Mickey Dunne, national sales manager and co-owner with Powers and his son, Greg, said the solar array is believed to be the largest on any winery in Washington -- and one of the largest private solar projects in Eastern Washington.

Dunne said the total package, including installation, cost nearly $200,000, though tax credits and a renewable energy grant from the federal government helped reduce the total bill significantly.

"This pays for itself in just under four years," Dunne said.

This is not the winery's first foray into solar energy. Three years ago, it installed a smaller array on its administrative building, which includes its tasting room.

"That's supplied about 25 percent of the power we use for the administrative building," Dunne said. "This is a much bigger array but, of course, a much bigger power demand."

Producing wine is more about crushing grapes, fermenting juice and bottling the finished product. Systems to cool the juice and wine during and after fermentation take a lot of energy, as do pumps and bottling lines.

"There are a lot of different phases of the operation that use quite a bit of power," Dunne said.

On Tuesday, the winery will celebrate the completed project with a small reception. Attending will be Chris Cassidy, national business renewable energy adviser for the U.S. Department of Agriculture in Washington, D.C., as well as Robin Pollard, executive director of the Washington Wine Commission, and Kent Waliser, chairman of the wine commission.

Going green is nothing new for Powers. He began organically farming his 70-acre vineyard on Badger Mountain about 23 years ago, and it became the state's first certified organic vineyard in 1990. He was in the orchard business for a quarter-century before that and grew concerned about the amount of chemicals he applied and how it might affect his health. At the time, his son, Greg, was just getting out of high school and was helping with the farming.

"I just couldn't send those kids out to put on some of the things we were using," he said.

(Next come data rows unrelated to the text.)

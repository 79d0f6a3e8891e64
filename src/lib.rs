// thiserror's #[error("...{field}...")] format strings reference struct fields,
// but the compiler doesn't see through the derive macro and reports false positives.
#![allow(unused_assignments)]

//! # khepri
//!
//! An entity-native functional data processing runtime: a versioned,
//! in-memory store of structured records through which registered
//! functions transform data while the runtime tracks lineage, provenance,
//! versioning, and relationships.
//!
//! ## Architecture
//!
//! - **Entity model** (`entity`): records with version / instance / lineage identities,
//!   tagged-union values, per-field provenance, deep-copy visitors
//! - **Trees & diff** (`tree`): petgraph-backed node/edge structure with ancestry,
//!   structural diff, greedy fork paths
//! - **Registry** (`registry`): DashMap-indexed root versions, lineage chains, kind index
//! - **Addresses** (`address`): `@<uuid>.field` references with late resolution
//! - **Callables & execution** (`callable`, `exec`): typed registration, copy-on-read
//!   isolation, semantic classification, multi-output unpacking
//! - **Events** (`event`): identifier-only signals with scoped parent context and
//!   concurrent fan-out
//!
//! ## Library usage
//!
//! ```no_run
//! use khepri::callable::{CallableSpec, TypeTag};
//! use khepri::runtime::Runtime;
//!
//! let rt = Runtime::default();
//! rt.register(
//!     CallableSpec::new("update_field").param("x", TypeTag::Entity(None)),
//!     |mut inv| {
//!         let mut x = inv.take_entity("x")?;
//!         let v = x.get_int("v")?;
//!         x.set_field("v", v + 1);
//!         Ok(x.into())
//!     },
//! )
//! .unwrap();
//!
//! let mut e = rt.create("Counter").with_field("v", 3i64);
//! rt.promote(&mut e).unwrap();
//! let outcome = rt
//!     .execute("update_field", vec![("x".into(), format!("@{}", e.ecs_id()).as_str().into())])
//!     .unwrap();
//! assert_eq!(outcome.single().get_int("v").unwrap(), 4);
//! ```

pub mod address;
pub mod callable;
pub mod entity;
pub mod error;
pub mod event;
pub mod exec;
pub mod registry;
pub mod runtime;
pub mod tree;
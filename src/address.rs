//! Addressable references: `@<uuid>` strings with field projection.
//!
//! An address names the current version of an entity and optionally
//! projects into its fields: `@<uuid>.items.0.name`. Addresses parse once
//! into an [`Address`] AST and resolve late against a registry — at
//! execution time, never at construction time. Resolved entities are
//! always fresh copies.
//!
//! Grammar (bit-exact):
//!
//! ```text
//! address  ::= '@' uuid ('.' segment)*
//! uuid     ::= 8-4-4-4-12 lowercase hex, hyphenated
//! segment  ::= identifier | integer | '"' escaped-string '"'
//! ```
//!
//! Map keys that look like integers or contain separators must be quoted;
//! a bare integer segment always means positional indexing.

use uuid::Uuid;

use crate::entity::{EcsId, Value};
use crate::error::{AddressError, KhepriError, KhepriResult};
use crate::registry::EntityRegistry;

/// One projection step of an address.
#[derive(Debug, Clone, PartialEq, Eq)]
pub enum Segment {
    /// Record field or map key named by a bare identifier.
    Field(String),
    /// Positional index into a list, tuple, or set.
    Index(usize),
    /// Quoted map key (for keys that look like integers or contain
    /// separators).
    Key(String),
}

impl std::fmt::Display for Segment {
    fn fmt(&self, f: &mut std::fmt::Formatter<'_>) -> std::fmt::Result {
        match self {
            Segment::Field(name) => write!(f, "{name}"),
            Segment::Index(i) => write!(f, "{i}"),
            Segment::Key(k) => {
                write!(f, "\"")?;
                for c in k.chars() {
                    match c {
                        '"' => write!(f, "\\\"")?,
                        '\\' => write!(f, "\\\\")?,
                        c => write!(f, "{c}")?,
                    }
                }
                write!(f, "\"")
            }
        }
    }
}

/// A parsed address: target entity version plus projection path.
#[derive(Debug, Clone, PartialEq, Eq)]
pub struct Address {
    /// The referenced entity version (resolution follows its lineage to
    /// the current version).
    pub ecs_id: EcsId,
    /// Projection path, outermost first.
    pub segments: Vec<Segment>,
}

impl Address {
    /// Cheap syntactic check: does this string even claim to be an address?
    pub fn looks_like(input: &str) -> bool {
        input.starts_with('@')
    }

    /// Parse an address string into its AST.
    pub fn parse(input: &str) -> KhepriResult<Self> {
        let bytes = input.as_bytes();
        if bytes.first() != Some(&b'@') {
            return Err(syntax(0, "address must start with '@'"));
        }
        if input.len() < 1 + 36 {
            return Err(syntax(input.len(), "truncated UUID"));
        }

        let uuid_str = &input[1..37];
        for (i, c) in uuid_str.char_indices() {
            let expected_hyphen = matches!(i, 8 | 13 | 18 | 23);
            if expected_hyphen {
                if c != '-' {
                    return Err(syntax(1 + i, "expected '-' in UUID"));
                }
            } else if !c.is_ascii_hexdigit() || c.is_ascii_uppercase() {
                return Err(syntax(1 + i, "expected lowercase hex digit"));
            }
        }
        let uuid = Uuid::parse_str(uuid_str)
            .map_err(|e| syntax(1, &format!("invalid UUID: {e}")))?;

        let mut segments = Vec::new();
        let mut pos = 37;
        while pos < bytes.len() {
            if bytes[pos] != b'.' {
                return Err(syntax(pos, "expected '.' before segment"));
            }
            pos += 1;
            let (segment, next) = parse_segment(input, pos)?;
            segments.push(segment);
            pos = next;
        }

        Ok(Self {
            ecs_id: EcsId::from_uuid(uuid),
            segments,
        })
    }

    /// Resolve against a registry: fetch the current version of the target
    /// and project through the path. The result is a fresh copy if it is
    /// an entity (or contains entities).
    pub fn resolve(&self, registry: &EntityRegistry) -> KhepriResult<Value> {
        let entity = registry.current_version_of(self.ecs_id).map_err(|e| match e {
            KhepriError::Registry(_) => AddressError::NotFound {
                ecs_id: self.ecs_id.to_string(),
            }
            .into(),
            other => other,
        })?;

        let mut value = Value::from(entity);
        for segment in &self.segments {
            value = project(value, segment)?;
        }
        Ok(value)
    }
}

impl std::fmt::Display for Address {
    fn fmt(&self, f: &mut std::fmt::Formatter<'_>) -> std::fmt::Result {
        write!(f, "@{}", self.ecs_id)?;
        for segment in &self.segments {
            write!(f, ".{segment}")?;
        }
        Ok(())
    }
}

/// Parse-and-resolve convenience for callers holding a raw string.
pub fn resolve_address(registry: &EntityRegistry, input: &str) -> KhepriResult<Value> {
    Address::parse(input)?.resolve(registry)
}

fn syntax(position: usize, message: &str) -> KhepriError {
    AddressError::Syntax {
        position,
        message: message.to_string(),
    }
    .into()
}

fn parse_segment(input: &str, start: usize) -> KhepriResult<(Segment, usize)> {
    let bytes = input.as_bytes();
    let Some(&first) = bytes.get(start) else {
        return Err(syntax(start, "empty segment"));
    };

    if first == b'"' {
        let mut key = String::new();
        let mut pos = start + 1;
        loop {
            match bytes.get(pos) {
                None => return Err(syntax(pos, "unterminated quoted key")),
                Some(b'"') => return Ok((Segment::Key(key), pos + 1)),
                Some(b'\\') => {
                    match bytes.get(pos + 1) {
                        Some(b'"') => key.push('"'),
                        Some(b'\\') => key.push('\\'),
                        _ => return Err(syntax(pos, "invalid escape in quoted key")),
                    }
                    pos += 2;
                }
                Some(_) => {
                    // Track char boundaries, not bytes, for multi-byte keys.
                    let c = input[pos..].chars().next().expect("in-bounds char");
                    key.push(c);
                    pos += c.len_utf8();
                }
            }
        }
    }

    if first.is_ascii_digit() {
        let mut pos = start;
        while bytes.get(pos).is_some_and(u8::is_ascii_digit) {
            pos += 1;
        }
        if bytes.get(pos).is_some_and(|b| *b != b'.') {
            return Err(syntax(pos, "invalid character in integer segment"));
        }
        let index: usize = input[start..pos]
            .parse()
            .map_err(|_| syntax(start, "integer segment out of range"))?;
        return Ok((Segment::Index(index), pos));
    }

    if first == b'_' || first.is_ascii_alphabetic() {
        let mut pos = start;
        while bytes
            .get(pos)
            .is_some_and(|b| *b == b'_' || b.is_ascii_alphanumeric())
        {
            pos += 1;
        }
        if bytes.get(pos).is_some_and(|b| *b != b'.') {
            return Err(syntax(pos, "invalid character in identifier segment"));
        }
        return Ok((Segment::Field(input[start..pos].to_string()), pos));
    }

    Err(syntax(start, "segment must be an identifier, integer, or quoted string"))
}

fn project(value: Value, segment: &Segment) -> KhepriResult<Value> {
    let value_kind = value.kind_name();
    let fail = || -> KhepriError {
        AddressError::Field {
            segment: segment.to_string(),
            value_kind: value_kind.to_string(),
        }
        .into()
    };

    match (value, segment) {
        (Value::Entity(e), Segment::Field(name)) => {
            e.field(name).cloned().ok_or_else(fail)
        }
        (Value::Map(mut m), Segment::Field(name)) => m.remove(name).ok_or_else(fail),
        (Value::Map(mut m), Segment::Key(key)) => m.remove(key).ok_or_else(fail),
        (Value::List(mut vs), Segment::Index(i))
        | (Value::Tuple(mut vs), Segment::Index(i))
        | (Value::Set(mut vs), Segment::Index(i)) => {
            if *i < vs.len() {
                Ok(vs.swap_remove(*i))
            } else {
                Err(fail())
            }
        }
        _ => Err(fail()),
    }
}
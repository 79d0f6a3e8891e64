//! Tagged-union value model for user-defined entity fields.
//!
//! [`Value`] is the closed set of shapes a field can hold: scalars,
//! ordered and keyed containers, and nested entities. [`Provenance`]
//! mirrors a value's structure to record, per field and per element,
//! which entity the data was borrowed from.

use std::collections::BTreeMap;

use serde::{Deserialize, Serialize};

use super::id::EcsId;
use super::Entity;

/// A user-defined field value.
///
/// Containers may nest arbitrarily, and entities may appear at any depth.
/// `Set` keeps deduplicated, insertion-ordered elements (float-bearing
/// values cannot be `Ord`, so a sorted set is not an option here).
#[derive(Debug, Clone, PartialEq, Serialize, Deserialize)]
#[serde(tag = "type", content = "value")]
pub enum Value {
    Null,
    Bool(bool),
    Int(i64),
    Float(f64),
    Str(String),
    List(Vec<Value>),
    Tuple(Vec<Value>),
    Set(Vec<Value>),
    Map(BTreeMap<String, Value>),
    Entity(Box<Entity>),
}

impl Value {
    /// Human-readable kind label for diagnostics.
    pub fn kind_name(&self) -> &'static str {
        match self {
            Self::Null => "null",
            Self::Bool(_) => "bool",
            Self::Int(_) => "int",
            Self::Float(_) => "float",
            Self::Str(_) => "str",
            Self::List(_) => "list",
            Self::Tuple(_) => "tuple",
            Self::Set(_) => "set",
            Self::Map(_) => "map",
            Self::Entity(_) => "entity",
        }
    }

    /// Whether this value is a scalar (no nested structure).
    pub fn is_primitive(&self) -> bool {
        matches!(
            self,
            Self::Null | Self::Bool(_) | Self::Int(_) | Self::Float(_) | Self::Str(_)
        )
    }

    /// Whether this value is a nested entity.
    pub fn is_entity(&self) -> bool {
        matches!(self, Self::Entity(_))
    }

    /// Borrow the nested entity, if this value holds one.
    pub fn as_entity(&self) -> Option<&Entity> {
        match self {
            Self::Entity(e) => Some(e),
            _ => None,
        }
    }

    /// Mutably borrow the nested entity, if this value holds one.
    pub fn as_entity_mut(&mut self) -> Option<&mut Entity> {
        match self {
            Self::Entity(e) => Some(e),
            _ => None,
        }
    }

    /// Build a set value, deduplicating by content equality and keeping
    /// first-insertion order.
    pub fn set_from(elems: Vec<Value>) -> Self {
        let mut out: Vec<Value> = Vec::with_capacity(elems.len());
        for v in elems {
            if !out.contains(&v) {
                out.push(v);
            }
        }
        Self::Set(out)
    }

    /// Whether any entity appears in this value, at any depth.
    pub fn contains_entities(&self) -> bool {
        match self {
            Self::Entity(_) => true,
            Self::List(vs) | Self::Tuple(vs) | Self::Set(vs) => {
                vs.iter().any(Value::contains_entities)
            }
            Self::Map(m) => m.values().any(Value::contains_entities),
            _ => false,
        }
    }

    /// Deep equality where nested entities compare by `ecs_id` only.
    ///
    /// This is the comparison the diff uses: a structural change inside a
    /// child entity is the child's own modification, not the parent's.
    pub fn eq_by_entity_id(&self, other: &Value) -> bool {
        match (self, other) {
            (Self::Entity(a), Self::Entity(b)) => a.ecs_id() == b.ecs_id(),
            (Self::List(a), Self::List(b))
            | (Self::Tuple(a), Self::Tuple(b))
            | (Self::Set(a), Self::Set(b)) => {
                a.len() == b.len() && a.iter().zip(b).all(|(x, y)| x.eq_by_entity_id(y))
            }
            (Self::Map(a), Self::Map(b)) => {
                a.len() == b.len()
                    && a.iter().zip(b).all(|((ka, va), (kb, vb))| {
                        ka == kb && va.eq_by_entity_id(vb)
                    })
            }
            _ => self == other,
        }
    }

    /// Convert to a `serde_json::Value` at the consumer boundary.
    ///
    /// Nested entities render as their address string (`@<ecs_id>`); the
    /// payload itself stays inside the runtime.
    pub fn to_json(&self) -> serde_json::Value {
        match self {
            Self::Null => serde_json::Value::Null,
            Self::Bool(b) => serde_json::Value::Bool(*b),
            Self::Int(i) => serde_json::Value::from(*i),
            Self::Float(f) => serde_json::Value::from(*f),
            Self::Str(s) => serde_json::Value::String(s.clone()),
            Self::List(vs) | Self::Tuple(vs) | Self::Set(vs) => {
                serde_json::Value::Array(vs.iter().map(Value::to_json).collect())
            }
            Self::Map(m) => serde_json::Value::Object(
                m.iter().map(|(k, v)| (k.clone(), v.to_json())).collect(),
            ),
            Self::Entity(e) => serde_json::Value::String(format!("@{}", e.ecs_id())),
        }
    }

    /// Convert from a `serde_json::Value`. Arrays become lists, objects
    /// become maps; entities are never produced.
    pub fn from_json(json: &serde_json::Value) -> Self {
        match json {
            serde_json::Value::Null => Self::Null,
            serde_json::Value::Bool(b) => Self::Bool(*b),
            serde_json::Value::Number(n) => {
                if let Some(i) = n.as_i64() {
                    Self::Int(i)
                } else {
                    Self::Float(n.as_f64().unwrap_or(f64::NAN))
                }
            }
            serde_json::Value::String(s) => Self::Str(s.clone()),
            serde_json::Value::Array(vs) => Self::List(vs.iter().map(Value::from_json).collect()),
            serde_json::Value::Object(m) => Self::Map(
                m.iter().map(|(k, v)| (k.clone(), Value::from_json(v))).collect(),
            ),
        }
    }
}

impl From<bool> for Value {
    fn from(v: bool) -> Self {
        Self::Bool(v)
    }
}

impl From<i64> for Value {
    fn from(v: i64) -> Self {
        Self::Int(v)
    }
}

impl From<f64> for Value {
    fn from(v: f64) -> Self {
        Self::Float(v)
    }
}

impl From<&str> for Value {
    fn from(v: &str) -> Self {
        Self::Str(v.to_string())
    }
}

impl From<String> for Value {
    fn from(v: String) -> Self {
        Self::Str(v)
    }
}

impl From<Entity> for Value {
    fn from(v: Entity) -> Self {
        Self::Entity(Box::new(v))
    }
}

// ---------------------------------------------------------------------------
// Provenance
// ---------------------------------------------------------------------------

/// Per-field provenance descriptor.
///
/// `Local` marks a value written by the owning entity itself; `Borrowed`
/// names the source entity a scalar was taken from; `List`/`Map` mirror a
/// container field's structure with per-element provenance.
#[derive(Debug, Clone, PartialEq, Serialize, Deserialize)]
#[serde(tag = "type", content = "value")]
pub enum Provenance {
    Local,
    Borrowed(EcsId),
    List(Vec<Provenance>),
    Map(BTreeMap<String, Provenance>),
}

impl Provenance {
    /// The all-local mirror for a freshly written value: containers get a
    /// parallel structure of `Local` leaves, everything else plain `Local`.
    pub fn local_for(value: &Value) -> Self {
        match value {
            Value::List(vs) | Value::Tuple(vs) | Value::Set(vs) => {
                Self::List(vs.iter().map(Provenance::local_for).collect())
            }
            Value::Map(m) => Self::Map(
                m.iter()
                    .map(|(k, v)| (k.clone(), Provenance::local_for(v)))
                    .collect(),
            ),
            _ => Self::Local,
        }
    }

    /// The source entity id, if this is a scalar borrow.
    pub fn borrowed_from(&self) -> Option<EcsId> {
        match self {
            Self::Borrowed(id) => Some(*id),
            _ => None,
        }
    }

    /// Whether the descriptor's structure mirrors the value's structure.
    pub fn mirrors(&self, value: &Value) -> bool {
        match (self, value) {
            (Self::List(ps), Value::List(vs) | Value::Tuple(vs) | Value::Set(vs)) => {
                ps.len() == vs.len() && ps.iter().zip(vs).all(|(p, v)| p.mirrors(v))
            }
            (Self::Map(pm), Value::Map(vm)) => {
                pm.len() == vm.len()
                    && pm
                        .iter()
                        .zip(vm)
                        .all(|((pk, p), (vk, v))| pk == vk && p.mirrors(v))
            }
            (Self::List(_) | Self::Map(_), _) => false,
            _ => true,
        }
    }
}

He got the idea to farm his vineyard organically from a California winery, then followed up by producing organic wine under the Badger Mountain Vineyard label (the Powers Winery label is not certified organic).

Powers also makes his own biodiesel fuel. Every week or so, the winery retrieves used cooking oil from a half-dozen Tri-City restaurants, then processes it 80 gallons at a time to turn it into biodiesel that will run the farm's tractors. The cost per gallon is $1.25 vs. $3.90 per gallon for traditional diesel.

And there's a bonus when a tractor is operating in the vineyard, Powers said: "It smells really good, like you're cooking French fries."

The winery also has a 500-gallon compost tea brewer, which it uses to keep its vines healthy.

Dunne isn't certain what the winery will do next to make its operation leaner and greener, but it probably won't be windmills.

"We explored wind energy a few years back," he said. "On a private basis, the requirements are a little bit beyond what we want to tackle."